Approach 1: Linkage to strategy and return on investment
We suggest an approach here which basically takes into factor two key criterias:
- coherence with strategy
- return on investment
Coherence with strategy is the primary criteria here and has to be met - either fully or partially. The projects that do not meet this criteria, should be dropped immediately.
Return on investment is then used to further prune the long tail. In case you have taken too many projects that are coherent with strategy, prune the bottom ones which have low return on investment.
You need to set targets to ensure you cut at least x% projects or y numbers of projects out of total z projects.
This approach is more valid when you have a high mix of both strategic and operational projects in your strategy. E.g you need to decide between creating a product or streamlining supply chain operations.
Approach 2: Linkage to strategy and attractiveness/ability to win
In case you are dealing with a decision which is more around customer segments or product segments and a choice between those, then the approach needs to be altered a bit more.
We would again propose two key criterias here
- coherence with strategy
- attractiveness and ability to win
The first criteria remains the same, anything not coherent with strategy must go.
Now once the first criteria is passed, you can plot the remaining segments on a 2 by 2 of
- Attractiveness (market growth, potential revenue upside)
- Ability to win (current capabilities, competitive landscape, market position)
Based on the 2 by 2 you need to align now on which areas you want to keep playing in and which ones you want to exit. Again force yourself and the team to choose here to exit a certain number of areas.
Note: If you have a low ability to win in certain attractive areas, you can still choose to keep playing in them as long as you have a plan to build up capabilities to win here. The choosing here is more nuanced than in approach 1.
Repeat: The acts will repeat
This is not a one time clean up. Just like you clean your house time to time, you will need to conduct such clean ups every year or so (or earlier depending on the pace of your industry)

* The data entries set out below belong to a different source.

//! Error taxonomy for volumes, kernels, filters, pipelines and configs.

use std::path::PathBuf;

/// Boxed error used at the seams where callers supply their own I/O.
pub type BoxError = Box<dyn std::error::Error + Send + Sync>;

/// Invalid volume construction.
#[derive(Debug, thiserror::Error)]
pub enum ImageError {
    #[error("sample count {actual} does not match geometry size {expected}")]
    SampleCount { expected: usize, actual: usize },
    #[error("invalid geometry: {0}")]
    InvalidGeometry(String),
}

/// Failure inside a numeric kernel.
#[derive(Debug, thiserror::Error)]
pub enum KernelError {
    #[error("invalid kernel argument: {0}")]
    InvalidArgument(String),
    #[error("degenerate input: {0}")]
    Degenerate(String),
    #[error(transparent)]
    Image(#[from] ImageError),
}

/// Failure of a single filter invocation.
#[derive(Debug, thiserror::Error)]
pub enum FilterError {
    /// Missing, malformed or unsupported parameter. Raised before any numeric work.
    #[error("parameter error: {0}")]
    Parameter(String),
    /// An auxiliary image (mask, atlas) does not share the primary image's geometry.
    #[error("{auxiliary} geometry does not match image: {detail}")]
    GeometryMismatch {
        auxiliary: &'static str,
        detail: String,
    },
    #[error("kernel error: {0}")]
    Kernel(#[from] KernelError),
}

impl FilterError {
    pub(crate) fn parameter(message: impl Into<String>) -> Self {
        Self::Parameter(message.into())
    }
}

impl From<ImageError> for FilterError {
    fn from(err: ImageError) -> Self {
        Self::Kernel(KernelError::Image(err))
    }
}

/// A pipeline aborted at its first failing stage.
#[derive(Debug, thiserror::Error)]
pub enum PipelineError {
    #[error("stage {index} ({descriptor}) failed: {source}")]
    Stage {
        index: usize,
        descriptor: String,
        #[source]
        source: FilterError,
    },
}

impl PipelineError {
    /// Index of the stage that failed.
    pub fn stage_index(&self) -> usize {
        match self {
            Self::Stage { index, .. } => *index,
        }
    }

    /// The underlying filter error.
    pub fn filter_error(&self) -> &FilterError {
        match self {
            Self::Stage { source, .. } => source,
        }
    }
}

/// Failure while reading or building a pipeline description.
#[derive(Debug, thiserror::Error)]
pub enum ConfigError {
    #[error("failed to read config: {0}")]
    Io(#[from] std::io::Error),
    #[error("malformed config: {0}")]
    Json(#[from] serde_json::Error),
    #[error("stage {index}: {source}")]
    Stage {
        index: usize,
        #[source]
        source: FilterError,
    },
    #[error("failed to load auxiliary image {}: {source}", path.display())]
    Auxiliary {
        path: PathBuf,
        #[source]
        source: BoxError,
    },
}
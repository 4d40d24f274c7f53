//! Diagnostic side channel for pipeline runs.
//!
//! Observers see every stage output but cannot change it, so switching them
//! on or off never alters the pipeline result.

use std::path::{Path, PathBuf};

use image::{GrayImage, Luma};
use serde::{Deserialize, Serialize};

use crate::image::Volume;

/// Receives each stage's output as the pipeline runs.
pub trait StageObserver {
    fn on_stage(&mut self, index: usize, descriptor: &str, output: &Volume);
}

/// Observer that ignores everything.
#[derive(Debug, Clone, Copy, Default)]
pub struct NoopObserver;

impl StageObserver for NoopObserver {
    fn on_stage(&mut self, _: usize, _: &str, _: &Volume) {}
}

/// A disabled observer is a no-op.
impl<T: StageObserver> StageObserver for Option<T> {
    fn on_stage(&mut self, index: usize, descriptor: &str, output: &Volume) {
        if let Some(observer) = self {
            observer.on_stage(index, descriptor, output);
        }
    }
}

impl<A: StageObserver, B: StageObserver> StageObserver for (A, B) {
    fn on_stage(&mut self, index: usize, descriptor: &str, output: &Volume) {
        self.0.on_stage(index, descriptor, output);
        self.1.on_stage(index, descriptor, output);
    }
}

/// Intensity summary of one stage output.
#[derive(Debug, Clone, PartialEq, Serialize, Deserialize)]
pub struct StageSummary {
    pub index: usize,
    pub descriptor: String,
    pub size: [usize; 3],
    pub min: f32,
    pub max: f32,
    pub mean: f64,
}

/// Collects a [`StageSummary`] per stage.
#[derive(Debug, Clone, Default, Serialize, Deserialize)]
pub struct StageStatistics {
    pub stages: Vec<StageSummary>,
}

impl StageObserver for StageStatistics {
    fn on_stage(&mut self, index: usize, descriptor: &str, output: &Volume) {
        let (min, max) = output.min_max().unwrap_or((f32::NAN, f32::NAN));
        self.stages.push(StageSummary {
            index,
            descriptor: descriptor.to_string(),
            size: output.size(),
            min,
            max,
            mean: output.mean().unwrap_or(f64::NAN),
        });
    }
}

/// Keeps a copy of every intermediate volume.
#[derive(Debug, Clone, Default)]
pub struct Intermediates {
    pub volumes: Vec<(String, Volume)>,
}

impl StageObserver for Intermediates {
    fn on_stage(&mut self, _: usize, descriptor: &str, output: &Volume) {
        self.volumes.push((descriptor.to_string(), output.clone()));
    }
}

/// Render the middle z-slice as 8-bit grayscale, windowed to the slice range.
pub fn middle_slice(volume: &Volume) -> GrayImage {
    let [nx, ny, nz] = volume.size();
    let z = nz / 2;
    let value = |x: u32, y: u32| volume.get([x as usize, y as usize, z]);

    let (lo, hi) = (0..ny as u32)
        .flat_map(|y| (0..nx as u32).map(move |x| (x, y)))
        .map(|(x, y)| value(x, y))
        .filter(|v| v.is_finite())
        .fold((f32::INFINITY, f32::NEG_INFINITY), |(lo, hi), v| (lo.min(v), hi.max(v)));
    let range = hi - lo;

    GrayImage::from_fn(nx as u32, ny as u32, |x, y| {
        let v = value(x, y);
        let level = if range > 0.0 && v.is_finite() {
            ((v - lo) / range * 255.0).round().clamp(0.0, 255.0) as u8
        } else {
            0
        };
        Luma([level])
    })
}

/// Write [`middle_slice`] of `volume` as a PNG.
pub fn save_middle_slice(volume: &Volume, path: &Path) -> image::ImageResult<()> {
    middle_slice(volume).save(path)
}

/// Writes the middle slice of every stage output into a directory.
///
/// Failures are logged and skipped.
#[derive(Debug, Clone)]
pub struct SliceSnapshots {
    directory: PathBuf,
    written: Vec<PathBuf>,
}

impl SliceSnapshots {
    pub fn new(directory: impl Into<PathBuf>) -> Self {
        Self {
            directory: directory.into(),
            written: Vec::new(),
        }
    }

    /// Paths written so far.
    pub fn written(&self) -> &[PathBuf] {
        &self.written
    }
}

impl StageObserver for SliceSnapshots {
    fn on_stage(&mut self, index: usize, descriptor: &str, output: &Volume) {
        let name: String = descriptor
            .chars()
            .take_while(|c| c.is_ascii_alphanumeric())
            .collect();
        let path = self.directory.join(format!("stage_{index:02}_{name}.png"));

        if let Err(e) = std::fs::create_dir_all(&self.directory) {
            tracing::warn!("cannot create snapshot directory {}: {e}", self.directory.display());
            return;
        }
        match save_middle_slice(output, &path) {
            Ok(()) => {
                tracing::debug!("wrote snapshot {}", path.display());
                self.written.push(path);
            }
            Err(e) => tracing::warn!("failed to write snapshot {}: {e}", path.display()),
        }
    }
}
//! Interpolators used by the resampling kernels.

use std::fmt;
use std::str::FromStr;

use glam::DVec3;
use crate::error::FilterError;
use crate::image::Volume;

/// Interpolation strategy for sampling a volume at a continuous index.
#[derive(Debug, Clone, Copy, PartialEq, Eq, Hash)]
pub enum Interpolation {
    /// Nearest neighbour. Preserves discrete label values.
    Nearest,
    /// Trilinear.
    Linear,
    /// Cubic B-spline on prefiltered coefficients.
    Spline,
}

impl Interpolation {
    pub const fn label(&self) -> &'static str {
        match self {
            Self::Nearest => "nearest",
            Self::Linear => "linear",
            Self::Spline => "spline",
        }
    }
}

impl fmt::Display for Interpolation {
    fn fmt(&self, f: &mut fmt::Formatter<'_>) -> fmt::Result {
        f.write_str(self.label())
    }
}

impl FromStr for Interpolation {
    type Err = FilterError;

    fn from_str(s: &str) -> Result<Self, Self::Err> {
        match s.trim().to_ascii_lowercase().as_str() {
            "nearest" => Ok(Self::Nearest),
            "linear" | "bilinear" | "trilinear" => Ok(Self::Linear),
            "spline" | "bspline" => Ok(Self::Spline),
            other => Err(FilterError::parameter(format!(
                "unsupported interpolation type: {other:?}"
            ))),
        }
    }
}

/// A volume prepared for sampling with one interpolation strategy.
pub(crate) enum Sampler<'a> {
    Nearest(&'a Volume),
    Linear(&'a Volume),
    Spline {
        coefficients: Vec<f64>,
        size: [usize; 3],
    },
}

impl<'a> Sampler<'a> {
    pub(crate) fn new(volume: &'a Volume, interpolation: Interpolation) -> Self {
        match interpolation {
            Interpolation::Nearest => Self::Nearest(volume),
            Interpolation::Linear => Self::Linear(volume),
            Interpolation::Spline => Self::Spline {
                coefficients: bspline_coefficients(volume),
                size: volume.size(),
            },
        }
    }

    fn size(&self) -> [usize; 3] {
        match self {
            Self::Nearest(v) | Self::Linear(v) => v.size(),
            Self::Spline { size, .. } => *size,
        }
    }

    /// Interpolated value at a continuous index, `None` outside the buffer.
    ///
    /// The buffer spans `[-0.5, n - 0.5]` on each axis.
    pub(crate) fn sample(&self, index: DVec3) -> Option<f32> {
        let size = self.size();
        let coords = index.to_array();
        for axis in 0..3 {
            let c = coords[axis];
            if !(c >= -0.5 - INSIDE_EPSILON && c <= size[axis] as f64 - 0.5 + INSIDE_EPSILON) {
                return None;
            }
        }

        Some(match self {
            Self::Nearest(volume) => {
                let idx = std::array::from_fn(|axis| {
                    (coords[axis].round().max(0.0) as usize).min(size[axis] - 1)
                });
                volume.get(idx)
            }
            Self::Linear(volume) => trilinear(volume, coords),
            Self::Spline { coefficients, size } => bspline(coefficients, *size, coords),
        })
    }
}

const INSIDE_EPSILON: f64 = 1e-9;

fn trilinear(volume: &Volume, coords: [f64; 3]) -> f32 {
    let size = volume.size();
    let mut base = [0_usize; 3];
    let mut next = [0_usize; 3];
    let mut frac = [0.0_f64; 3];
    for axis in 0..3 {
        let last = size[axis] - 1;
        let c = coords[axis].clamp(0.0, last as f64);
        let f = c.floor();
        base[axis] = f as usize;
        next[axis] = (base[axis] + 1).min(last);
        frac[axis] = c - f;
    }

    let mut acc = 0.0_f64;
    for corner in 0..8 {
        let mut weight = 1.0;
        let mut idx = [0_usize; 3];
        for axis in 0..3 {
            if corner >> axis & 1 == 1 {
                weight *= frac[axis];
                idx[axis] = next[axis];
            } else {
                weight *= 1.0 - frac[axis];
                idx[axis] = base[axis];
            }
        }
        if weight != 0.0 {
            acc += weight * volume.get(idx) as f64;
        }
    }
    acc as f32
}

/// Pole of the cubic B-spline prefilter.
const SPLINE_POLE: f64 = -0.267_949_192_431_122_7; // sqrt(3) - 2
const SPLINE_TOLERANCE: f64 = 1e-10;

/// Convert samples to cubic B-spline coefficients with mirror boundaries.
fn bspline_coefficients(volume: &Volume) -> Vec<f64> {
    let size = volume.size();
    let mut coefficients: Vec<f64> = volume.samples().iter().map(|&v| v as f64).collect();
    let strides = [1, size[0], size[0] * size[1]];
    let mut line = Vec::new();

    for axis in 0..3 {
        let n = size[axis];
        if n < 2 {
            continue;
        }
        let stride = strides[axis];
        let (a, b) = match axis {
            0 => (1, 2),
            1 => (0, 2),
            _ => (0, 1),
        };
        for j in 0..size[b] {
            for i in 0..size[a] {
                let start = i * strides[a] + j * strides[b];
                line.clear();
                line.extend((0..n).map(|k| coefficients[start + k * stride]));
                prefilter_line(&mut line);
                for (k, &c) in line.iter().enumerate() {
                    coefficients[start + k * stride] = c;
                }
            }
        }
    }
    coefficients
}

fn prefilter_line(c: &mut [f64]) {
    let n = c.len();
    let z = SPLINE_POLE;
    let lambda = (1.0 - z) * (1.0 - 1.0 / z);
    for v in c.iter_mut() {
        *v *= lambda;
    }

    // Causal initialization.
    let horizon = (SPLINE_TOLERANCE.ln() / z.abs().ln()).ceil() as usize;
    if horizon < n {
        let mut zn = z;
        let mut sum = c[0];
        for &v in c.iter().take(horizon).skip(1) {
            sum += zn * v;
            zn *= z;
        }
        c[0] = sum;
    } else {
        let iz = 1.0 / z;
        let mut zn = z;
        let mut z2n = z.powi(n as i32 - 1);
        let mut sum = c[0] + z2n * c[n - 1];
        z2n *= z2n * iz;
        for &v in c.iter().take(n - 1).skip(1) {
            sum += (zn + z2n) * v;
            zn *= z;
            z2n *= iz;
        }
        c[0] = sum / (1.0 - zn * zn);
    }
    for k in 1..n {
        c[k] += z * c[k - 1];
    }

    // Anti-causal initialization.
    c[n - 1] = (z / (z * z - 1.0)) * (z * c[n - 2] + c[n - 1]);
    for k in (0..n - 1).rev() {
        c[k] = z * (c[k + 1] - c[k]);
    }
}

fn mirror(index: isize, n: usize) -> usize {
    if n == 1 {
        return 0;
    }
    let period = 2 * n as isize - 2;
    let i = index.rem_euclid(period);
    if i >= n as isize {
        (period - i) as usize
    } else {
        i as usize
    }
}

fn cubic_weights(t: f64) -> [f64; 4] {
    let t2 = t * t;
    let t3 = t2 * t;
    [
        (1.0 - t).powi(3) / 6.0,
        (4.0 - 6.0 * t2 + 3.0 * t3) / 6.0,
        (1.0 + 3.0 * t + 3.0 * t2 - 3.0 * t3) / 6.0,
        t3 / 6.0,
    ]
}

fn bspline(coefficients: &[f64], size: [usize; 3], coords: [f64; 3]) -> f32 {
    let mut indices = [[0_usize; 4]; 3];
    let mut weights = [[0.0_f64; 4]; 3];
    for axis in 0..3 {
        let f = coords[axis].floor();
        weights[axis] = cubic_weights(coords[axis] - f);
        let first = f as isize - 1;
        for k in 0..4 {
            indices[axis][k] = mirror(first + k as isize, size[axis]);
        }
    }

    let mut acc = 0.0;
    for (kz, wz) in weights[2].iter().enumerate() {
        let z = indices[2][kz];
        for (ky, wy) in weights[1].iter().enumerate() {
            let y = indices[1][ky];
            let row = size[0] * (y + size[1] * z);
            for (kx, wx) in weights[0].iter().enumerate() {
                acc += wz * wy * wx * coefficients[row + indices[0][kx]];
            }
        }
    }
    acc as f32
}
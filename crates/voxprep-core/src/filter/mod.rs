//! The filter contract and the concrete pre-processing filters.

pub mod denoising;
pub mod normalization;
pub mod registration;
pub mod resampling;
pub mod skull_stripping;

pub use denoising::ImageDenoising;
pub use normalization::ImageNormalization;
pub use registration::ImageRegistration;
pub use resampling::ImageResampling;
pub use skull_stripping::SkullStripping;

use crate::error::FilterError;
use crate::image::Volume;
use crate::params::FilterParams;

/// One unit of pipeline work.
///
/// Implementations hold no mutable state: the same image and parameters
/// always produce the same output, and one filter value may be shared by any
/// number of pipelines. Parameters are validated before numeric work starts,
/// so a failing call has no side effects.
pub trait Filter: Send + Sync {
    /// Stable name used in logs and descriptors.
    fn name(&self) -> &'static str;

    /// Transform `image`, returning a new volume.
    fn execute(&self, image: &Volume, params: Option<&FilterParams>) -> Result<Volume, FilterError>;

    /// Name plus the effective parameters, for diagnostics.
    fn describe(&self, _params: Option<&FilterParams>) -> String {
        self.name().to_string()
    }
}

/// Pull the expected parameter variant out of `params`.
pub(crate) fn required<'a, T>(
    filter: &'static str,
    params: Option<&'a FilterParams>,
    expected: &'static str,
    extract: impl FnOnce(&'a FilterParams) -> Option<&'a T>,
) -> Result<&'a T, FilterError> {
    let params = params.ok_or_else(|| {
        FilterError::parameter(format!("{filter} requires {expected} parameters"))
    })?;
    extract(params).ok_or_else(|| {
        FilterError::parameter(format!(
            "{filter} expects {expected} parameters, got {}",
            params.kind()
        ))
    })
}

/// `Name(details)` or `Name(<no parameters>)`.
pub(crate) fn describe_with<T>(
    name: &str,
    params: Option<&T>,
    details: impl FnOnce(&T) -> String,
) -> String {
    match params {
        Some(p) => format!("{name}({})", details(p)),
        None => format!("{name}(<no parameters>)"),
    }
}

One thing is for sure, once you do it, it will bring you joy and you strategy execution pace and a breath of fresh life!
Well this is it for this week. Hope you had fun reading this. Do let us know your thoughts or how you have gone about similar clean ups or even the challenges you have faced while doing them. See you next week :)
Smart, structured, and much needed. The analogy to Marie Kondo is spot on—strategy clutter creeps in silently but can drain focus fast. Loved the practical 2x2 frameworks for strategic pruning. A great reminder: coherence is non-negotiable.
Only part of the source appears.